CEC graduate student finds balance among motherhood and academia

Chemical engineering graduate student Jennifer Naglic wears many hats. A dedicated wife, mother of two, and community volunteer, the self-proclaimed “non-traditional” student began her engineering journey when her children were in grade school. Now three years into her doctorate program, she juggles the full-time workload with the responsibilities of her busy family.

“I need about six more hours in every day,” Naglic laughs. “We are running all the time, but we make it a balance.”

Naglic married her husband Paul when she 22 years old, and the two will celebrate their 18th wedding anniversary this year. When their daughter Olivia, now 16, was born, she left her job as a senior office manager to care for her full-time. Their son Sean was welcomed into the family two years later. When her children were in grade school, Naglic was ready for a change. “At that point, I finally decided what I want to be,” she says. “I didn’t want to return to my old job, but I had always loved math and chemistry. So I applied to school.”

Naglic earned her associate degree in applied sciences at Midlands Technical College in Columbia and transferred to the University of South Carolina to complete her bachelor's degree in chemical engineering, tailoring her schedule to attend classes while her children attended school. She then began her Ph.D. program just three days after graduation. “This was not the traditional route for school, but it has given my children a unique perspective on education,” Naglic says. “They have seen first-hand the hard work that goes into this type of program.”
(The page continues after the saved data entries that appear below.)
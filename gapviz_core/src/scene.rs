// Copyright 2026 the Gapviz Authors
// SPDX-License-Identifier: Apache-2.0 OR MIT

//! A static retained scene: the full mark set for one render pass.

extern crate alloc;

use alloc::vec::Vec;

use kurbo::Rect;

use crate::mark::Mark;

/// An ordered collection of marks produced by one chart pipeline pass.
///
/// Marks are kept in insertion order; [`Scene::draw_order`] produces the
/// deterministic paint order `(z_index, MarkId)`. Ids are expected to be
/// unique within a scene; duplicates are not rejected and paint in
/// insertion order (the sort is stable).
#[derive(Clone, Debug, Default)]
pub struct Scene {
    marks: Vec<Mark>,
}

impl Scene {
    /// Creates an empty scene.
    pub fn new() -> Self {
        Self::default()
    }

    /// Appends a single mark.
    pub fn push(&mut self, mark: Mark) {
        self.marks.push(mark);
    }

    /// Appends a batch of marks.
    pub fn extend(&mut self, marks: impl IntoIterator<Item = Mark>) {
        self.marks.extend(marks);
    }

    /// Returns the number of marks in the scene.
    pub fn len(&self) -> usize {
        self.marks.len()
    }

    /// Returns `true` if the scene holds no marks.
    pub fn is_empty(&self) -> bool {
        self.marks.is_empty()
    }

    /// Returns the marks in insertion order.
    pub fn marks(&self) -> &[Mark] {
        &self.marks
    }

    /// Returns the marks sorted by `(z_index, id)` — the paint order.
    pub fn draw_order(&self) -> Vec<&Mark> {
        let mut out: Vec<&Mark> = self.marks.iter().collect();
        out.sort_by_key(|m| (m.z_index, m.id));
        out
    }

    /// Returns the union of all finite mark bounds.
    ///
    /// Text marks (whose extents depend on shaping) and marks with
    /// non-finite geometry are skipped.
    pub fn bounds(&self) -> Option<Rect> {
        let mut rect: Option<Rect> = None;
        for mark in &self.marks {
            let Some(b) = mark.payload.bounds() else {
                continue;
            };
            rect = Some(match rect {
                None => b,
                Some(r) => Rect::new(
                    r.x0.min(b.x0),
                    r.y0.min(b.y0),
                    r.x1.max(b.x1),
                    r.y1.max(b.y1),
                ),
            });
        }
        rect
    }
}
Chemical Engineering Professor Jochen Lauterbach is Naglic’s research advisor. “I think it is very important for us to provide advanced degree opportunities for non-traditional students like Jennifer. They are very responsible and reliable in their work and can contribute to a research group in different ways beyond their scientific work,” Lauterbach says.

In addition to her coursework and family life, Naglic is involved in her community of Chapin, South Carolina, located approximately 30 minutes from campus. She has served as her daughter’s Girl Scout troop leader for five years. Naglic is also the current vice president of Friends of the Chapin Branch Library and an active library volunteer. Although she keeps a very full plate, Naglic’s balancing act works quite well.

“As an undergraduate, the kids and I did homework together after school. Their friends thought that was weird, but we made it normal. Now that I’m in the doctorate program, I leave work at work. I have to separate that and be there for my family,” Naglic says.

While finishing her undergraduate degree, Naglic began conducting research for the SmartState Center for Strategic Approaches to the Generation of Electricity, studying alternative energies and hydrogen production for hydrogen fuel cells. “I loved the work the group was doing, and I decided I wanted to stay in research,” she says. “Chemical engineers do great things, but we can be very harmful to the environment. I want to study how we can turn that around.”

“Jennifer is working on a project that is in collaboration with Savannah River National Lab and focuses on the removal of contaminants from nuclear fusion reactions,” Lauterbach says. “I am very happy and honored that she decided to stay in my SmartState Center after doing undergraduate research with us.”

Naglic will complete her doctorate program in 2023. She plans to go into industry or continue her research path after graduation as a post-doctorate fellow at a national lab or university, studying environmentally-focused issues such as alternate methods of storing hydrogen. But whichever route she chooses, her family will be behind her.

“My husband and my children are my biggest cheerleaders,” she says. “It’s not easy, but they tell me to just keep going.”